I went to bed expecting a cold and woke up feeling more or less OK, so I’m hoping it’s an omen. Because wooee, we may have a fun few days coming up here. My press credential for the North American International Auto Show was approved, so I’ll be attending the press preview, starting Sunday. Look for updates here and at Grosse Pointe Today, which may be duplicates or may not. I have no specific plan for coverage; I plan to work via the time-honored but forgotten tactic of “letting things happen first, and then writing about them.” So we’ll see. I applied because, duh, this is a pivotal year for the industry that supports this company town, and I wanted to see how recent catastrophes affect the overall mood of the show, which in most years is celebratory.
The first year I went as a working journalist I spotted a common attitude among my colleagues — the supercool mask of Not Impressed. Chrysler is known for entertaining, attention-getting stunts during its press conferences, and that year it introduced a new Jeep, then drove it offstage, through the Cobo Center, smashed through the front window, drove it down the steps, across the street and up a specially constructed rocky-hill platform in front of the Pontchartrain Hotel. They put Angie Harmon, who had been in an earlier press conference, in the way of the Jeep as it blew through the convention floor, and she squealed as she ran out of the way. Later, I mentioned it to another reporter.

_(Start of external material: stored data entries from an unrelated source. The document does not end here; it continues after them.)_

//! [`SqliteStore`] — the SQLite implementation of [`NameStore`].

use std::{collections::HashSet, path::Path};

use names_core::{
  aggregate::assemble_people,
  person::{NicknameRow, Person, PersonRecord, TagRow},
  store::NameStore,
};

use crate::{schema::SCHEMA, Error, Result};

// ─── Store ───────────────────────────────────────────────────────────────────

/// A names store backed by a single SQLite file.
///
/// Cloning is cheap — the inner connection is reference-counted.
#[derive(Clone)]
pub struct SqliteStore {
  conn: tokio_rusqlite::Connection,
}

impl SqliteStore {
  /// Open (or create) a store at `path` and run schema initialisation.
  pub async fn open(path: impl AsRef<Path>) -> Result<Self> {
    let conn = tokio_rusqlite::Connection::open(path).await?;
    let store = Self { conn };
    store.init_schema().await?;
    Ok(store)
  }

  /// Open an in-memory store — useful for testing.
  pub async fn open_in_memory() -> Result<Self> {
    let conn = tokio_rusqlite::Connection::open_in_memory().await?;
    let store = Self { conn };
    store.init_schema().await?;
    Ok(store)
  }

  async fn init_schema(&self) -> Result<()> {
    self
      .conn
      .call(|conn| {
        conn.execute_batch(SCHEMA)?;
        Ok(())
      })
      .await?;
    Ok(())
  }
}

/// Values present in `want` but missing from `have`, keeping `want`'s order.
fn set_difference(want: &[String], have: &[String]) -> Vec<String> {
  let have: HashSet<&str> = have.iter().map(String::as_str).collect();
  want
    .iter()
    .filter(|value| !have.contains(value.as_str()))
    .cloned()
    .collect()
}

// ─── NameStore impl ──────────────────────────────────────────────────────────

impl NameStore for SqliteStore {
  type Error = Error;

  async fn load_people(&self) -> Result<Vec<Person>> {
    let (records, nicknames, tags) = self
      .conn
      .call(|conn| {
        let mut stmt = conn
          .prepare("SELECT id, name, descr, source, gender, ref FROM people")?;
        let records = stmt
          .query_map([], |row| {
            Ok(PersonRecord {
              id:            row.get(0)?,
              name:          row.get(1)?,
              description:   row.get(2)?,
              source:        row.get(3)?,
              gender:        row.get(4)?,
              reference_url: row.get(5)?,
            })
          })?
          .collect::<rusqlite::Result<Vec<_>>>()?;

        let mut stmt =
          conn.prepare("SELECT id, person_id, name FROM people_names")?;
        let nicknames = stmt
          .query_map([], |row| {
            Ok(NicknameRow {
              id:        row.get(0)?,
              person_id: row.get(1)?,
              name:      row.get(2)?,
            })
          })?
          .collect::<rusqlite::Result<Vec<_>>>()?;

        let mut stmt =
          conn.prepare("SELECT id, person_id, tag FROM people_tags")?;
        let tags = stmt
          .query_map([], |row| {
            Ok(TagRow {
              id:        row.get(0)?,
              person_id: row.get(1)?,
              tag:       row.get(2)?,
            })
          })?
          .collect::<rusqlite::Result<Vec<_>>>()?;

        Ok((records, nicknames, tags))
      })
      .await?;

    Ok(assemble_people(records, nicknames, tags)?)
  }

  async fn insert_person(&self, person: Person) -> Result<Person> {
    let mut stored = person.clone();
    let record = person.to_record();
    let Person { name, nicknames, tags, .. } = person;

    let id = self
      .conn
      .call(move |conn| {
        let tx = conn.transaction()?;

        tx.execute(
          "INSERT INTO people (name, descr, source, gender, ref)
           VALUES (?1, ?2, ?3, ?4, ?5)",
          rusqlite::params![
            record.name,
            record.description,
            record.source,
            record.gender,
            record.reference_url,
          ],
        )?;

        let id = tx.last_insert_rowid();
        if id == 0 {
          // Dropping the open transaction rolls the base row back, so no
          // child rows are ever written for an unusable id.
          return Ok(Err(Error::InvalidRowId(name)));
        }

        for tag in &tags {
          tx.execute(
            "INSERT INTO people_tags (person_id, tag) VALUES (?1, ?2)",
            rusqlite::params![id, tag],
          )?;
        }
        for nickname in &nicknames {
          tx.execute(
            "INSERT INTO people_names (person_id, name) VALUES (?1, ?2)",
            rusqlite::params![id, nickname],
          )?;
        }

        tx.commit()?;
        Ok(Ok(id))
      })
      .await??;

    stored.id = id;
    Ok(stored)
  }

  async fn update_person(&self, current: Person, desired: Person) -> Result<()> {
    if current.id == 0 {
      return Err(Error::MissingId(current.name));
    }

    let id = current.id;
    let record = desired.to_record();
    let nick_additions = set_difference(&desired.nicknames, &current.nicknames);
    let nick_removals = set_difference(&current.nicknames, &desired.nicknames);
    let tag_additions = set_difference(&desired.tags, &current.tags);
    let tag_removals = set_difference(&current.tags, &desired.tags);

    self
      .conn
      .call(move |conn| {
        let tx = conn.transaction()?;

        tx.execute(
          "UPDATE people SET name = ?1, descr = ?2, source = ?3, gender = ?4, ref = ?5
           WHERE id = ?6",
          rusqlite::params![
            record.name,
            record.description,
            record.source,
            record.gender,
            record.reference_url,
            id,
          ],
        )?;

        for name in &nick_additions {
          tx.execute(
            "INSERT INTO people_names (person_id, name) VALUES (?1, ?2)",
            rusqlite::params![id, name],
          )?;
        }
        for name in &nick_removals {
          tx.execute(
            "DELETE FROM people_names WHERE person_id = ?1 AND name = ?2",
            rusqlite::params![id, name],
          )?;
        }

        for tag in &tag_additions {
          tx.execute(
            "INSERT INTO people_tags (person_id, tag) VALUES (?1, ?2)",
            rusqlite::params![id, tag],
          )?;
        }
        for tag in &tag_removals {
          tx.execute(
            "DELETE FROM people_tags WHERE person_id = ?1 AND tag = ?2",
            rusqlite::params![id, tag],
          )?;
        }

        tx.commit()?;
        Ok(())
      })
      .await?;

    Ok(())
  }

  async fn count_people(&self) -> Result<u64> {
    let count: i64 = self
      .conn
      .call(|conn| {
        Ok(conn.query_row("SELECT COUNT(*) FROM people", [], |row| row.get(0))?)
      })
      .await?;
    Ok(count as u64)
  }
}
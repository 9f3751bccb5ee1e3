//! SQL schema for the names SQLite store.
//!
//! Executed once at connection startup via `PRAGMA user_version`. Future
//! migrations will be gated on that version number.

/// Full schema DDL; idempotent thanks to `CREATE TABLE IF NOT EXISTS`.
pub const SCHEMA: &str = "
PRAGMA journal_mode = WAL;
PRAGMA foreign_keys = ON;

CREATE TABLE IF NOT EXISTS people (
    id     INTEGER PRIMARY KEY AUTOINCREMENT,
    name   TEXT NOT NULL,    -- uniqueness is the uploader's job, not the schema's
    descr  TEXT,
    source TEXT,
    gender TEXT,
    ref    TEXT              -- reference URL
);

CREATE TABLE IF NOT EXISTS people_names (
    id        INTEGER PRIMARY KEY AUTOINCREMENT,
    person_id INTEGER NOT NULL REFERENCES people(id),
    name      TEXT NOT NULL
);

CREATE TABLE IF NOT EXISTS people_tags (
    id        INTEGER PRIMARY KEY AUTOINCREMENT,
    person_id INTEGER NOT NULL REFERENCES people(id),
    tag       TEXT NOT NULL
);

CREATE INDEX IF NOT EXISTS people_names_person_idx ON people_names(person_id);
CREATE INDEX IF NOT EXISTS people_tags_person_idx  ON people_tags(person_id);

PRAGMA user_version = 1;
";
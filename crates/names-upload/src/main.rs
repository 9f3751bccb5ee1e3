//! `names-upload` — bulk-load people from a YAML file into the names store.
//!
//! # Usage
//!
//! ```
//! names-upload --people names.yaml --dbconf db.env
//! ```
//!
//! Entries whose name already exists in the store are skipped; existing rows
//! are never updated or removed. A per-row insert failure is logged and the
//! rest of the batch still runs, but the process exits nonzero if any row
//! failed.

mod envfile;

use std::{collections::HashMap, path::PathBuf};

use anyhow::{Context, Result};
use clap::Parser;
use names_core::{person::NameFile, reconcile::reconcile};
use names_store_sqlite::SqliteStore;
use tracing::level_filters::LevelFilter;
use tracing_subscriber::EnvFilter;

// ─── CLI args ─────────────────────────────────────────────────────────────────

#[derive(Parser, Debug)]
#[command(name = "names-upload", about = "Upload a file of people names")]
struct Args {
  /// YAML file of people to upload.
  #[arg(long, value_name = "FILE")]
  people: PathBuf,

  /// KEY=VALUE file overriding store connection settings.
  #[arg(long, value_name = "FILE", default_value = "db.env")]
  dbconf: PathBuf,
}

/// Where the database lives: built-in default, overridden by the process
/// environment, overridden by the connection file.
fn resolve_store_path(
  process_env: Option<String>,
  file_conf: &HashMap<String, String>,
) -> PathBuf {
  let mut path = String::from("af_names.db");
  if let Some(value) = process_env {
    path = value;
  }
  if let Some(value) = file_conf.get("STORE_PATH") {
    path = value.clone();
  }
  PathBuf::from(path)
}

// ─── Entry point ──────────────────────────────────────────────────────────────

#[tokio::main]
async fn main() -> Result<()> {
  tracing_subscriber::fmt()
    .with_env_filter(
      EnvFilter::builder()
        .with_default_directive(LevelFilter::INFO.into())
        .from_env_lossy(),
    )
    .init();

  let args = Args::parse();

  // Resolve the store location.
  let env_raw = std::fs::read_to_string(&args.dbconf)
    .with_context(|| format!("failed to read env file {}", args.dbconf.display()))?;
  let env_conf = envfile::parse_env_file(&env_raw);
  let store_path = resolve_store_path(
    std::env::var("NAMES_STORE_PATH").ok(),
    &env_conf,
  );

  let store = SqliteStore::open(&store_path)
    .await
    .with_context(|| format!("failed to open store at {}", store_path.display()))?;

  // Load the data file with people data.
  let people_raw = std::fs::read_to_string(&args.people).with_context(|| {
    format!("failed to read people file {}", args.people.display())
  })?;
  let name_file: NameFile =
    serde_yaml::from_str(&people_raw).context("failed to parse people file")?;

  // Compare against the existing people and insert the genuinely new ones.
  let report = reconcile(&store, &name_file.names)
    .await
    .context("failed to load people from the database")?;

  tracing::info!(
    inserted = report.inserted.len(),
    skipped = report.skipped.len(),
    failed = report.failed.len(),
    "upload complete"
  );

  if !report.failed.is_empty() {
    anyhow::bail!(
      "{} of {} entries failed to insert",
      report.failed.len(),
      name_file.names.len()
    );
  }

  Ok(())
}

#[cfg(test)]
mod tests {
  use std::collections::HashMap;

  use names_core::person::NameFile;

  use super::resolve_store_path;

  #[test]
  fn parses_the_batch_file_format() {
    let raw = r#"
names:
  - name: Grace
    description: rear admiral
    source: history
    gender: female
    reference_url: https://example.com/grace
    nicknames:
      - Amazing Grace
    tags:
      - math
  - name: Ada
"#;

    let file: NameFile = serde_yaml::from_str(raw).unwrap();
    assert_eq!(file.names.len(), 2);

    let grace = &file.names[0];
    assert_eq!(grace.name, "Grace");
    assert_eq!(grace.description, "rear admiral");
    assert_eq!(grace.source, "history");
    assert_eq!(grace.gender, "female");
    assert_eq!(grace.reference_url, "https://example.com/grace");
    assert_eq!(grace.nicknames, vec!["Amazing Grace"]);
    assert_eq!(grace.tags, vec!["math"]);

    // Absent fields default: id 0, empty strings and lists.
    let ada = &file.names[1];
    assert_eq!(ada.id, 0);
    assert_eq!(ada.description, "");
    assert!(ada.nicknames.is_empty());
    assert!(ada.tags.is_empty());
  }

  #[test]
  fn store_path_defaults_when_nothing_is_set() {
    let path = resolve_store_path(None, &HashMap::new());
    assert_eq!(path.to_str().unwrap(), "af_names.db");
  }

  #[test]
  fn process_env_overrides_the_default() {
    let path = resolve_store_path(Some("/var/env.db".into()), &HashMap::new());
    assert_eq!(path.to_str().unwrap(), "/var/env.db");
  }

  #[test]
  fn connection_file_overrides_the_process_env() {
    let file_conf =
      HashMap::from([("STORE_PATH".to_owned(), "/var/file.db".to_owned())]);
    let path = resolve_store_path(Some("/var/env.db".into()), &file_conf);
    assert_eq!(path.to_str().unwrap(), "/var/file.db");
  }
}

“Oh, that,” he said. “They did that 10 years ago.” Well, excuse me. Friends, I admit it to you now: I laughed. It was funny.
I expect a subdued show this year, but it will have to walk a careful line. The point of the show is optimism and salesmanship, but when you’ve taken a bunch of money from the taxpayers, it probably won’t pay to overdo the stunts, or even the liquor — some tightass Baptist southern-state senator might take offense. (In the past, most of the exhibitors have some sort of open bar for press-preview days. A drinking journalist is a happy journalist.) The Firehouse — the food-and-liquor trough across the street traditionally colonized by Chrysler for its diplomacy — is closed this year. And I doubt (muffled sob) there will be a cattle drive. Damnit. But we’ll see.
I’ll be packing the laptop, the Flip and the iPhone. So start watching your RSS feeds Sunday.
In other news at this hour, our longtime friend and reader Adrianne (aka Mrs. Lance Mannion, aka the Blonde) sends along a bit of humor from that fixture in every American newsroom, the amusing soul always described as One Wag. Adrianne works in the far far exurbs of New York City and as a perk of the job gets all the NY tabs delivered to her desk. She writes:
So here’s the front cover of the New York Daily News Thursday morning: “I gave her my kidney, she broke my heart” (and now I want my kidney back!) The story concerns a certain Long Island doctor, Dr. Richard Batista, who had donated a kidney to his wife, Dawnell, in happier days. Dawnell repaid the gesture by sleeping with her physical therapist. Now they’re in divorce proceedings, and he wants the kidney back. Barring that, he’ll take $1.5 million.
I like how Adrianne has already internalized the language of the gossip pages, which you can see in her unselfconscious use of the phrase “in happier days.” This staple of the boldface names came up in Anne Tyler’s “The Accidental Tourist,” in a scene where Muriel writes a country song based on it. Funny I should mention country songs, because Adrianne continues:
I challenged Ken Hall, our editorial page editor and talented writer of doggerel, to come up with a country-western song about the doc’s ordeal. Here’s the result:
First she took my kidney, then she broke my heart
She messed around behind my back and tore my life apart.
She left a hole inside of me that’s very hard to fill
A million and a half bucks, now I’m sending her the bill
She married me and promised that in health and sickness, too
We’d share it all – and she meant all – so what was I to do?
I should have known that first time when I saw her from afar
That she would be the kind of girl who always leaves a scar.
I’m not some kind of monster, no vampire, ghoul or ghost
No grave digger or gold digger, I feel quite free to boast
My friends all say I’m very nice, and not the nasty sort
But add up what I have in life and I’m an organ short
She might give me a hand? Who cares? Not what I want to hear
She needn’t stick her neck out, or even lend an ear
It’s not as if I’m looking for an arm, a leg and such
I only want my organ back, is that asking too much?
BraVO! I smell synergy here. If anyone wants to set the lyrics to music, I ask only a credit in the liner notes.
It’s a beautiful day with snow on the way. Best hit the retail sector for supplies and, just to be safe, Zicam.